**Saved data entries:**
//! API request handlers.

use crate::error::{ApiError, ErrorResponse};
use crate::instrument::{Currency, ExpiryKey};
use crate::models::{
    DEFAULT_CURRENCY, ExpiriesQuery, ExpiriesResponse, HealthResponse, OpenInterestQuery,
    OpenInterestResponse, StatusResponse,
};
use crate::state::AppState;
use axum::Json;
use axum::extract::{Query, State};
use chrono::Utc;
use std::sync::Arc;
use tracing::warn;

/// Parses the optional `currency` parameter, `BTC` when absent.
fn parse_currency(currency: Option<&str>) -> Result<Currency, ApiError> {
    Ok(currency.unwrap_or(DEFAULT_CURRENCY).parse::<Currency>()?)
}

/// Parses the required `expiry` parameter.
fn parse_expiry(expiry: Option<&str>) -> Result<ExpiryKey, ApiError> {
    let expiry = expiry
        .ok_or_else(|| ApiError::InvalidRequest("missing expiry=YYYY-MM-DD".to_string()))?;
    Ok(expiry.parse::<ExpiryKey>()?)
}

// ============================================================================
// Health & Status
// ============================================================================

/// Health check endpoint.
#[utoipa::path(
    get,
    path = "/health",
    responses(
        (status = 200, description = "Service is healthy", body = HealthResponse)
    ),
    tag = "Health"
)]
pub async fn health_check() -> Json<HealthResponse> {
    Json(HealthResponse {
        status: "ok".to_string(),
        version: env!("CARGO_PKG_VERSION").to_string(),
    })
}

/// Service status: cache occupancy and configuration.
#[utoipa::path(
    get,
    path = "/api/status",
    responses(
        (status = 200, description = "Service status", body = StatusResponse)
    ),
    tag = "Health"
)]
pub async fn get_status(State(state): State<Arc<AppState>>) -> Json<StatusResponse> {
    Json(StatusResponse {
        ok: true,
        cache_size: state.service.cache().len(),
        cache_ttl_ms: state.config.cache.ttl_ms,
        log_level: state.config.logging.level.clone(),
        ts: Utc::now().timestamp_millis(),
    })
}

// ============================================================================
// Market Data
// ============================================================================

/// List the expiry days of a currency's live options.
#[utoipa::path(
    get,
    path = "/api/expiries",
    params(ExpiriesQuery),
    responses(
        (status = 200, description = "Expiry days, earliest first", body = ExpiriesResponse),
        (status = 400, description = "Invalid currency", body = ErrorResponse),
        (status = 500, description = "Upstream failure", body = ErrorResponse)
    ),
    tag = "Market Data"
)]
pub async fn list_expiries(
    State(state): State<Arc<AppState>>,
    Query(query): Query<ExpiriesQuery>,
) -> Result<Json<ExpiriesResponse>, ApiError> {
    let currency = parse_currency(query.currency.as_deref())?;

    let expiries = state
        .service
        .list_expiries(currency)
        .await
        .inspect_err(|err| warn!(%currency, error = %err, "expiries request failed"))?;

    Ok(Json(ExpiriesResponse { currency, expiries }))
}

/// Open interest by strike and max pain of one expiry.
#[utoipa::path(
    get,
    path = "/api/oi",
    params(OpenInterestQuery),
    responses(
        (status = 200, description = "Open interest distribution", body = OpenInterestResponse),
        (status = 400, description = "Invalid currency or expiry", body = ErrorResponse),
        (status = 500, description = "Upstream failure", body = ErrorResponse)
    ),
    tag = "Market Data"
)]
pub async fn get_open_interest(
    State(state): State<Arc<AppState>>,
    Query(query): Query<OpenInterestQuery>,
) -> Result<Json<OpenInterestResponse>, ApiError> {
    let currency = parse_currency(query.currency.as_deref())?;
    let expiry = parse_expiry(query.expiry.as_deref())?;

    let report = state
        .service
        .open_interest(currency, expiry)
        .await
        .inspect_err(|err| warn!(%currency, %expiry, error = %err, "open interest request failed"))?;

    Ok(Json(report.as_ref().clone()))
}
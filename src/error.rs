//! Error types for the REST API.

use crate::instrument::InstrumentError;
use axum::Json;
use axum::http::StatusCode;
use axum::response::{IntoResponse, Response};
use serde::Serialize;
use utoipa::ToSchema;


/// API error response body.
#[derive(Debug, Serialize, ToSchema)]
pub struct ErrorResponse {
    /// Error message.
    pub error: String,
    /// Error code.
    pub code: String,
}

/// API error types.
#[derive(Debug, thiserror::Error)]
pub enum ApiError {
    /// Currency outside the supported set.
    #[error("currency must be BTC or ETH, got `{0}`")]
    InvalidCurrency(String),

    /// Expiry not in `YYYY-MM-DD` form.
    #[error("expiry must be YYYY-MM-DD, got `{0}`")]
    InvalidExpiry(String),

    /// Invalid request.
    #[error("Invalid request: {0}")]
    InvalidRequest(String),

    /// Upstream could not be reached after all retries.
    #[error("Upstream unavailable: {0}")]
    UpstreamUnavailable(String),

    /// Upstream answered with an unexpected payload.
    #[error("Upstream protocol error: {0}")]
    UpstreamProtocol(String),

    /// Internal server error.
    #[error("Internal server error: {0}")]
    Internal(String),
}

impl ApiError {
    /// HTTP status and machine-readable code of the error.
    #[must_use]
    pub fn status_and_code(&self) -> (StatusCode, &'static str) {
        match self {
            ApiError::InvalidCurrency(_) => (StatusCode::BAD_REQUEST, "INVALID_CURRENCY"),
            ApiError::InvalidExpiry(_) => (StatusCode::BAD_REQUEST, "INVALID_EXPIRY"),
            ApiError::InvalidRequest(_) => (StatusCode::BAD_REQUEST, "INVALID_REQUEST"),
            ApiError::UpstreamUnavailable(_) => {
                (StatusCode::INTERNAL_SERVER_ERROR, "UPSTREAM_UNAVAILABLE")
            }
            ApiError::UpstreamProtocol(_) => {
                (StatusCode::INTERNAL_SERVER_ERROR, "UPSTREAM_PROTOCOL_ERROR")
            }
            ApiError::Internal(_) => (StatusCode::INTERNAL_SERVER_ERROR, "INTERNAL_ERROR"),
        }
    }
}

impl IntoResponse for ApiError {
    fn into_response(self) -> Response {
        let (status, code) = self.status_and_code();

        let body = Json(ErrorResponse {
            error: self.to_string(),
            code: code.to_string(),
        });

        (status, body).into_response()
    }
}

impl From<InstrumentError> for ApiError {
    fn from(err: InstrumentError) -> Self {
        match err {
            InstrumentError::InvalidCurrency(value) => ApiError::InvalidCurrency(value),
            InstrumentError::InvalidExpiry(value) => ApiError::InvalidExpiry(value),
            other => ApiError::Internal(other.to_string()),
        }
    }
}

impl From<deribit_client::Error> for ApiError {
    fn from(err: deribit_client::Error) -> Self {
        match err {
            deribit_client::Error::Protocol(message) => ApiError::UpstreamProtocol(message),
            other => ApiError::UpstreamUnavailable(other.to_string()),
        }
    }
}
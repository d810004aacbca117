//! API routes module.

pub mod handlers;
pub mod routes;

pub use routes::{cors_layer, create_router};
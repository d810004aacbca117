//! HTTP client library for the Deribit public market-data API.
//!
//! This crate provides a typed client for the two public endpoints the max pain
//! backend consumes: the list of non-expired option instruments of a currency and
//! the book summary (open interest, underlying price) of every option of a
//! currency. Every request goes through a bounded retry loop with linear backoff.
//!
//! # Example
//!
//! ```no_run
//! use deribit_client::{ClientConfig, DeribitClient};
//!
//! #[tokio::main]
//! async fn main() -> Result<(), deribit_client::Error> {
//!     let client = DeribitClient::new(ClientConfig::default())?;
//!
//!     let instruments = client.get_instruments("BTC").await?;
//!     println!("{} live BTC options", instruments.len());
//!
//!     Ok(())
//! }
//! ```

mod client;
mod error;
mod retry;
mod types;

pub use client::{ClientConfig, DEFAULT_BASE_URL, DeribitClient};
pub use error::Error;
pub use retry::RetryPolicy;
pub use types::*;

**YOUR TASK:** Reproduce all of the entries verbatim.

**RESULT FOR THIS TASK:**
//! API request handlers.

use crate::error::{ApiError, ErrorResponse};
use crate::instrument::{Currency, ExpiryKey};
use crate::models::{
    DEFAULT_CURRENCY, ExpiriesQuery, ExpiriesResponse, HealthResponse, OpenInterestQuery,
    OpenInterestResponse, StatusResponse,
};
use crate::state::AppState;
use axum::Json;
use axum::extract::{Query, State};
use chrono::Utc;
use std::sync::Arc;
use tracing::warn;

/// Parses the optional `currency` parameter, `BTC` when absent.
fn parse_currency(currency: Option<&str>) -> Result<Currency, ApiError> {
    Ok(currency.unwrap_or(DEFAULT_CURRENCY).parse::<Currency>()?)
}

/// Parses the required `expiry` parameter.
fn parse_expiry(expiry: Option<&str>) -> Result<ExpiryKey, ApiError> {
    let expiry = expiry
        .ok_or_else(|| ApiError::InvalidRequest("missing expiry=YYYY-MM-DD".to_string()))?;
    Ok(expiry.parse::<ExpiryKey>()?)
}

// ============================================================================
// Health & Status
// ============================================================================

/// Health check endpoint.
#[utoipa::path(
    get,
    path = "/health",
    responses(
        (status = 200, description = "Service is healthy", body = HealthResponse)
    ),
    tag = "Health"
)]
pub async fn health_check() -> Json<HealthResponse> {
    Json(HealthResponse {
        status: "ok".to_string(),
        version: env!("CARGO_PKG_VERSION").to_string(),
    })
}

/// Service status: cache occupancy and configuration.
#[utoipa::path(
    get,
    path = "/api/status",
    responses(
        (status = 200, description = "Service status", body = StatusResponse)
    ),
    tag = "Health"
)]
pub async fn get_status(State(state): State<Arc<AppState>>) -> Json<StatusResponse> {
    Json(StatusResponse {
        ok: true,
        cache_size: state.service.cache().len(),
        cache_ttl_ms: state.config.cache.ttl_ms,
        log_level: state.config.logging.level.clone(),
        ts: Utc::now().timestamp_millis(),
    })
}

// ============================================================================
// Market Data
// ============================================================================

/// List the expiry days of a currency's live options.
#[utoipa::path(
    get,
    path = "/api/expiries",
    params(ExpiriesQuery),
    responses(
        (status = 200, description = "Expiry days, earliest first", body = ExpiriesResponse),
        (status = 400, description = "Invalid currency", body = ErrorResponse),
        (status = 500, description = "Upstream failure", body = ErrorResponse)
    ),
    tag = "Market Data"
)]
pub async fn list_expiries(
    State(state): State<Arc<AppState>>,
    Query(query): Query<ExpiriesQuery>,
) -> Result<Json<ExpiriesResponse>, ApiError> {
    let currency = parse_currency(query.currency.as_deref())?;

    let expiries = state
        .service
        .list_expiries(currency)
        .await
        .inspect_err(|err| warn!(%currency, error = %err, "expiries request failed"))?;

    Ok(Json(ExpiriesResponse { currency, expiries }))
}

/// Open interest by strike and max pain of one expiry.
#[utoipa::path(
    get,
    path = "/api/oi",
    params(OpenInterestQuery),
    responses(
        (status = 200, description = "Open interest distribution", body = OpenInterestResponse),
        (status = 400, description = "Invalid currency or expiry", body = ErrorResponse),
        (status = 500, description = "Upstream failure", body = ErrorResponse)
    ),
    tag = "Market Data"
)]
pub async fn get_open_interest(
    State(state): State<Arc<AppState>>,
    Query(query): Query<OpenInterestQuery>,
) -> Result<Json<OpenInterestResponse>, ApiError> {
    let currency = parse_currency(query.currency.as_deref())?;
    let expiry = parse_expiry(query.expiry.as_deref())?;

    let report = state
        .service
        .open_interest(currency, expiry)
        .await
        .inspect_err(|err| warn!(%currency, %expiry, error = %err, "open interest request failed"))?;

    Ok(Json(report.as_ref().clone()))
}
filename src/error.rs
//! Error types for the REST API.

use crate::instrument::InstrumentError;
use axum::Json;
use axum::http::StatusCode;
use axum::response::{IntoResponse, Response};
use serde::Serialize;
use utoipa::ToSchema;


/// API error response body.
#[derive(Debug, Serialize, ToSchema)]
pub struct ErrorResponse {
    /// Error message.
    pub error: String,
    /// Error code.
    pub code: String,
}

/// API error types.
#[derive(Debug, thiserror::Error)]
pub enum ApiError {
    /// Currency outside the supported set.
    #[error("currency must be BTC or ETH, got `{0}`")]
    InvalidCurrency(String),

    /// Expiry not in `YYYY-MM-DD` form.
    #[error("expiry must be YYYY-MM-DD, got `{0}`")]
    InvalidExpiry(String),

    /// Invalid request.
    #[error("Invalid request: {0}")]
    InvalidRequest(String),

    /// Upstream could not be reached after all retries.
    #[error("Upstream unavailable: {0}")]
    UpstreamUnavailable(String),

    /// Upstream answered with an unexpected payload.
    #[error("Upstream protocol error: {0}")]
    UpstreamProtocol(String),

    /// Internal server error.
    #[error("Internal server error: {0}")]
    Internal(String),
}

impl ApiError {
    /// HTTP status and machine-readable code of the error.
    #[must_use]
    pub fn status_and_code(&self) -> (StatusCode, &'static str) {
        match self {
            ApiError::InvalidCurrency(_) => (StatusCode::BAD_REQUEST, "INVALID_CURRENCY"),
            ApiError::InvalidExpiry(_) => (StatusCode::BAD_REQUEST, "INVALID_EXPIRY"),
            ApiError::InvalidRequest(_) => (StatusCode::BAD_REQUEST, "INVALID_REQUEST"),
            ApiError::UpstreamUnavailable(_) => {
                (StatusCode::INTERNAL_SERVER_ERROR, "UPSTREAM_UNAVAILABLE")
            }
            ApiError::UpstreamProtocol(_) => {
                (StatusCode::INTERNAL_SERVER_ERROR, "UPSTREAM_PROTOCOL_ERROR")
            }
            ApiError::Internal(_) => (StatusCode::INTERNAL_SERVER_ERROR, "INTERNAL_ERROR"),
        }
    }
}

impl IntoResponse for ApiError {
    fn into_response(self) -> Response {
        let (status, code) = self.status_and_code();

        let body = Json(ErrorResponse {
            error: self.to_string(),
            code: code.to_string(),
        });

        (status, body).into_response()
    }
}

impl From<InstrumentError> for ApiError {
    fn from(err: InstrumentError) -> Self {
        match err {
            InstrumentError::InvalidCurrency(value) => ApiError::InvalidCurrency(value),
            InstrumentError::InvalidExpiry(value) => ApiError::InvalidExpiry(value),
            other => ApiError::Internal(other.to_string()),
        }
    }
}

impl From<deribit_client::Error> for ApiError {
    fn from(err: deribit_client::Error) -> Self {
        match err {
            deribit_client::Error::Protocol(message) => ApiError::UpstreamProtocol(message),
            other => ApiError::UpstreamUnavailable(other.to_string()),
        }
    }
}
repository d810004aacbca117
//! API routes module.

pub mod handlers;
pub mod routes;

pub use routes::{cors_layer, create_router};
repository d810004aacbca117
//! HTTP client library for the Deribit public market-data API.
//!
//! This crate provides a typed client for the two public endpoints the max pain
//! backend consumes: the list of non-expired option instruments of a currency and
//! the book summary (open interest, underlying price) of every option of a
//! currency. Every request goes through a bounded retry loop with linear backoff.
//!
//! # Example
//!
//! ```no_run
//! use deribit_client::{ClientConfig, DeribitClient};
//!
//! #[tokio::main]
//! async fn main() -> Result<(), deribit_client::Error> {
//!     let client = DeribitClient::new(ClientConfig::default())?;
//!
//!     let instruments = client.get_instruments("BTC").await?;
//!     println!("{} live BTC options", instruments.len());
//!
//!     Ok(())
//! }
//! ```

mod client;
mod error;
mod retry;
mod types;

pub use client::{ClientConfig, DEFAULT_BASE_URL, DeribitClient};
pub use error::Error;
pub use retry::RetryPolicy;
pub use types::*;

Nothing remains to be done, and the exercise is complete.